- **Exercise description**: Please return the listing exactly, line for line.

- **Records shown**:
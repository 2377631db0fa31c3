use anyhow::Context;
use chrono::{Duration, TimeZone, Utc};
use mapcore::render::FALLBACK_PALETTE;
use mapcore::{VisitFeed, VisitRecord};
use rand::{rngs::StdRng, Rng, SeedableRng};
use serde::{Deserialize, Serialize};

const PLACES: [(&str, &str); 8] = [
    ("book cafe", "Book Cafe"),
    ("cafe", "Record Cafe"),
    ("park", "Hidden Garden"),
    ("cafe", "Factory Cafe"),
    ("gallery", "Gallery Cafe"),
    ("hidden spot", "Rooftop Bar"),
    ("book cafe", "Hanok Tea House"),
    ("hidden spot", "Mural Alley"),
];

/// Configuration for generating synthetic visits around a center point.
#[derive(Debug, Clone, Serialize, Deserialize)]
#[serde(default)]
pub struct GeneratorConfig {
    pub count: usize,
    pub seed: u64,
    pub center_lat: f64,
    pub center_lon: f64,
    /// Maximum offset from the center in degrees, on each axis.
    pub spread_deg: f64,
    /// Every n-th visit is left without an accent color (0 disables).
    pub plain_every: usize,
}

impl Default for GeneratorConfig {
    fn default() -> Self {
        Self {
            count: 8,
            seed: 0,
            center_lat: 37.5665,
            center_lon: 126.9780,
            spread_deg: 0.04,
            plain_every: 3,
        }
    }
}

pub fn generate_visits(config: &GeneratorConfig) -> anyhow::Result<Vec<VisitRecord>> {
    if !(config.spread_deg.is_finite() && config.spread_deg >= 0.0) {
        anyhow::bail!("spread must be a non-negative number of degrees");
    }
    let latest = Utc
        .with_ymd_and_hms(2025, 2, 14, 14, 30, 0)
        .single()
        .context("building base visit timestamp")?;

    let mut rng = StdRng::seed_from_u64(config.seed);
    let spread = config.spread_deg;
    let mut visits = Vec::with_capacity(config.count);

    for index in 0..config.count {
        let (category, name) = PLACES[index % PLACES.len()];
        let lat_offset = if spread > 0.0 {
            rng.gen_range(-spread..=spread)
        } else {
            0.0
        };
        let lon_offset = if spread > 0.0 {
            rng.gen_range(-spread..=spread)
        } else {
            0.0
        };
        let ordinal = index as i64 + 1;

        let mut visit = VisitRecord::new(
            ordinal,
            format!("{name} #{ordinal}"),
            config.center_lat + lat_offset,
            config.center_lon + lon_offset,
        )
        .with_category(category)
        .with_visited_at(latest - Duration::hours(26 * index as i64));

        let plain = config.plain_every > 0 && (index + 1) % config.plain_every == 0;
        if !plain {
            let accent = FALLBACK_PALETTE[rng.gen_range(0..FALLBACK_PALETTE.len())];
            visit = visit.with_accent(accent.to_rgb_hex());
        }
        visit.duration_minutes = Some(rng.gen_range(30..=120));
        visit.xp_earned = Some(100 + 10 * rng.gen_range(0..=10));
        visit.spent_amount = Some(1000 * rng.gen_range(0..=35));
        visits.push(visit);
    }

    Ok(visits)
}

pub fn sample_feed(config: &GeneratorConfig) -> anyhow::Result<VisitFeed> {
    Ok(VisitFeed::new(generate_visits(config)?))
}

- **Result of this exercise**:
repository 2377631db0fa31c3
use anyhow::Context;
use chrono::{Duration, TimeZone, Utc};
use mapcore::render::FALLBACK_PALETTE;
use mapcore::{VisitFeed, VisitRecord};
use rand::{rngs::StdRng, Rng, SeedableRng};
use serde::{Deserialize, Serialize};

const PLACES: [(&str, &str); 8] = [
    ("book cafe", "Book Cafe"),
    ("cafe", "Record Cafe"),
    ("park", "Hidden Garden"),
    ("cafe", "Factory Cafe"),
    ("gallery", "Gallery Cafe"),
    ("hidden spot", "Rooftop Bar"),
    ("book cafe", "Hanok Tea House"),
    ("hidden spot", "Mural Alley"),
];

/// Configuration for generating synthetic visits around a center point.
#[derive(Debug, Clone, Serialize, Deserialize)]
#[serde(default)]
pub struct GeneratorConfig {
    pub count: usize,
    pub seed: u64,
    pub center_lat: f64,
    pub center_lon: f64,
    /// Maximum offset from the center in degrees, on each axis.
    pub spread_deg: f64,
    /// Every n-th visit is left without an accent color (0 disables).
    pub plain_every: usize,
}

impl Default for GeneratorConfig {
    fn default() -> Self {
        Self {
            count: 8,
            seed: 0,
            center_lat: 37.5665,
            center_lon: 126.9780,
            spread_deg: 0.04,
            plain_every: 3,
        }
    }
}

pub fn generate_visits(config: &GeneratorConfig) -> anyhow::Result<Vec<VisitRecord>> {
    if !(config.spread_deg.is_finite() && config.spread_deg >= 0.0) {
        anyhow::bail!("spread must be a non-negative number of degrees");
    }
    let latest = Utc
        .with_ymd_and_hms(2025, 2, 14, 14, 30, 0)
        .single()
        .context("building base visit timestamp")?;

    let mut rng = StdRng::seed_from_u64(config.seed);
    let spread = config.spread_deg;
    let mut visits = Vec::with_capacity(config.count);

    for index in 0..config.count {
        let (category, name) = PLACES[index % PLACES.len()];
        let lat_offset = if spread > 0.0 {
            rng.gen_range(-spread..=spread)
        } else {
            0.0
        };
        let lon_offset = if spread > 0.0 {
            rng.gen_range(-spread..=spread)
        } else {
            0.0
        };
        let ordinal = index as i64 + 1;

        let mut visit = VisitRecord::new(
            ordinal,
            format!("{name} #{ordinal}"),
            config.center_lat + lat_offset,
            config.center_lon + lon_offset,
        )
        .with_category(category)
        .with_visited_at(latest - Duration::hours(26 * index as i64));

        let plain = config.plain_every > 0 && (index + 1) % config.plain_every == 0;
        if !plain {
            let accent = FALLBACK_PALETTE[rng.gen_range(0..FALLBACK_PALETTE.len())];
            visit = visit.with_accent(accent.to_rgb_hex());
        }
        visit.duration_minutes = Some(rng.gen_range(30..=120));
        visit.xp_earned = Some(100 + 10 * rng.gen_range(0..=10));
        visit.spent_amount = Some(1000 * rng.gen_range(0..=35));
        visits.push(visit);
    }

    Ok(visits)
}

pub fn sample_feed(config: &GeneratorConfig) -> anyhow::Result<VisitFeed> {
    Ok(VisitFeed::new(generate_visits(config)?))
}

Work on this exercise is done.